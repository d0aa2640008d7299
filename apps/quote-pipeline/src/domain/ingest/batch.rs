//! Stream batches and their cursors.

use serde::{Deserialize, Serialize};
use std::fmt;

use crate::domain::quote::QuotePoint;
use crate::domain::shared::{InstrumentId, ValidationError};

/// Position in a partition's stream.
///
/// A batch's cursor addresses its first record; `cursor.advance(i)` addresses
/// record `i`. Acknowledging a cursor means every record before it is durable.
#[derive(Debug, Clone, Copy, PartialEq, Eq, PartialOrd, Ord, Hash, Default, Serialize, Deserialize)]
#[serde(transparent)]
pub struct BatchCursor(u64);

impl BatchCursor {
    /// Start of a partition.
    pub const ORIGIN: Self = Self(0);

    /// Create a cursor at an absolute position.
    #[must_use]
    pub const fn new(position: u64) -> Self {
        Self(position)
    }

    /// Absolute position.
    #[must_use]
    pub const fn position(&self) -> u64 {
        self.0
    }

    /// Cursor `n` records further along.
    #[must_use]
    pub const fn advance(&self, n: usize) -> Self {
        Self(self.0.saturating_add(n as u64))
    }
}

impl fmt::Display for BatchCursor {
    fn fmt(&self, f: &mut fmt::Formatter<'_>) -> fmt::Result {
        write!(f, "{}", self.0)
    }
}

/// An ordered run of points delivered on one partition.
#[derive(Debug, Clone, PartialEq, Eq)]
pub struct IngestBatch {
    partition: InstrumentId,
    cursor: BatchCursor,
    points: Vec<QuotePoint>,
}

impl IngestBatch {
    /// Create a batch starting at `cursor`.
    #[must_use]
    pub const fn new(partition: InstrumentId, cursor: BatchCursor, points: Vec<QuotePoint>) -> Self {
        Self {
            partition,
            cursor,
            points,
        }
    }

    /// Partition the batch was delivered on.
    #[must_use]
    pub const fn partition(&self) -> &InstrumentId {
        &self.partition
    }

    /// Cursor of the first record.
    #[must_use]
    pub const fn cursor(&self) -> BatchCursor {
        self.cursor
    }

    /// Cursor just past the last record.
    #[must_use]
    pub const fn end_cursor(&self) -> BatchCursor {
        self.cursor.advance(self.points.len())
    }

    /// Points in delivery order.
    #[must_use]
    pub fn points(&self) -> &[QuotePoint] {
        &self.points
    }

    /// Number of points.
    #[must_use]
    pub fn len(&self) -> usize {
        self.points.len()
    }

    /// Returns true if the batch carries no points.
    #[must_use]
    pub fn is_empty(&self) -> bool {
        self.points.is_empty()
    }

    /// Sub-batch covering `start..end`, with its cursor moved accordingly.
    #[must_use]
    pub fn slice(&self, start: usize, end: usize) -> Self {
        let end = end.min(self.points.len());
        let start = start.min(end);
        Self {
            partition: self.partition.clone(),
            cursor: self.cursor.advance(start),
            points: self.points[start..end].to_vec(),
        }
    }
}

/// Outcome of applying one batch to the point store.
#[derive(Debug, Clone, PartialEq, Eq)]
pub enum ConsumeResult {
    /// Every point was durably written.
    Applied(usize),
    /// Point `failed_at_index` failed validation; every point before it was written.
    PartialFailure {
        /// Index of the failing point within the batch.
        failed_at_index: usize,
        /// Why it failed.
        error: ValidationError,
    },
}

impl ConsumeResult {
    /// Number of points written.
    #[must_use]
    pub const fn written(&self) -> usize {
        match self {
            Self::Applied(n) => *n,
            Self::PartialFailure {
                failed_at_index, ..
            } => *failed_at_index,
        }
    }
}
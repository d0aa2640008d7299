//! Ingest Context
//!
//! Batches delivered by the stream transport, their cursors, and the
//! bisection bookkeeping used to isolate failing records.

mod batch;
mod bisection;

pub use batch::{BatchCursor, ConsumeResult, IngestBatch};
pub use bisection::{BisectionState, FailureAction, Segment, rounds_to_isolate};
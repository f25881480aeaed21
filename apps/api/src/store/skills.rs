use std::cmp::Reverse;
use std::collections::BTreeMap;

use chrono::Utc;
use tracing::{debug, info};

use super::{Store, StoreError};
use crate::models::{Id, NewSkill, Skill};

impl Store {
    pub fn skills(&self) -> Vec<Skill> {
        self.skills.iter().cloned().collect()
    }

    pub fn skill_count(&self) -> usize {
        self.skills.len()
    }

    pub fn skill(&self, id: Id) -> Option<&Skill> {
        self.skills.get(id)
    }

    pub fn skills_by_category(&self, category_id: Id) -> Vec<Skill> {
        self.skills.filter_cloned(|skill| skill.category_id == category_id)
    }

    /// Skills ordered by view count, highest first, at most `limit` of them.
    ///
    /// The sort is stable: skills with equal views keep insertion order.
    pub fn trending_skills(&self, limit: usize) -> Vec<Skill> {
        let mut skills = self.skills();
        skills.sort_by_key(|skill| Reverse(skill.views));
        skills.truncate(limit);
        skills
    }

    /// The highest-rated skill; the earliest inserted one wins a tie.
    pub fn featured_skill(&self) -> Option<&Skill> {
        self.skills.iter().min_by_key(|skill| Reverse(skill.rating))
    }

    /// Skills whose title, description or tags contain any whitespace-separated
    /// term of `query`, case-insensitively. A query without terms matches nothing.
    pub fn search_skills(&self, query: &str) -> Vec<Skill> {
        let query = query.to_lowercase();
        let terms: Vec<&str> = query.split_whitespace().collect();
        if terms.is_empty() {
            return Vec::new();
        }

        let matches = self.skills.filter_cloned(|skill| {
            let text = skill.searchable_text();
            terms.iter().any(|term| text.contains(term))
        });
        debug!(query = %query, hits = matches.len(), "skill search");
        matches
    }

    pub fn create_skill(&mut self, new: NewSkill) -> Result<Skill, StoreError> {
        self.require_category(new.category_id)?;
        self.require_user(new.user_id)?;

        let now = Utc::now();
        let skill = self
            .skills
            .insert_with(|id| Skill {
                id,
                title: new.title,
                description: new.description,
                video_url: new.video_url,
                thumbnail_url: new.thumbnail_url,
                duration: new.duration,
                category_id: new.category_id,
                user_id: new.user_id,
                created_at: now,
                views: 0,
                rating: 0,
                tags: new.tags,
                languages: BTreeMap::new(),
            })
            .clone();

        info!(skill_id = skill.id, title = %skill.title, "skill created");
        Ok(skill)
    }

    /// Adds one view. Returns the updated skill, or `None` for an unknown id.
    pub fn increment_views(&mut self, skill_id: Id) -> Option<&Skill> {
        let skill = self.skills.get_mut(skill_id)?;
        skill.views = skill.views.saturating_add(1);
        Some(&*skill)
    }

    /// Overwrites the rating. Returns `None` for an unknown id.
    /// No route sets ratings yet.
    #[allow(dead_code)]
    pub fn update_rating(&mut self, skill_id: Id, rating: i32) -> Option<&Skill> {
        let skill = self.skills.get_mut(skill_id)?;
        skill.rating = rating;
        Some(&*skill)
    }
}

=-=-=

## Prompt
Take the lines from the first line of the records through the line holding "of a partition.", both included, and please reproduce them exactly with nothing added.

## Response below
repository d0aa2640008d7299
filename apps/quote-pipeline/src/domain/ingest/batch.rs
//! Stream batches and their cursors.

use serde::{Deserialize, Serialize};
use std::fmt;

use crate::domain::quote::QuotePoint;
use crate::domain::shared::{InstrumentId, ValidationError};

/// Position in a partition's stream.
///
/// A batch's cursor addresses its first record; `cursor.advance(i)` addresses
/// record `i`. Acknowledging a cursor means every record before it is durable.
#[derive(Debug, Clone, Copy, PartialEq, Eq, PartialOrd, Ord, Hash, Default, Serialize, Deserialize)]
#[serde(transparent)]
pub struct BatchCursor(u64);

impl BatchCursor {
    /// Start of a partition.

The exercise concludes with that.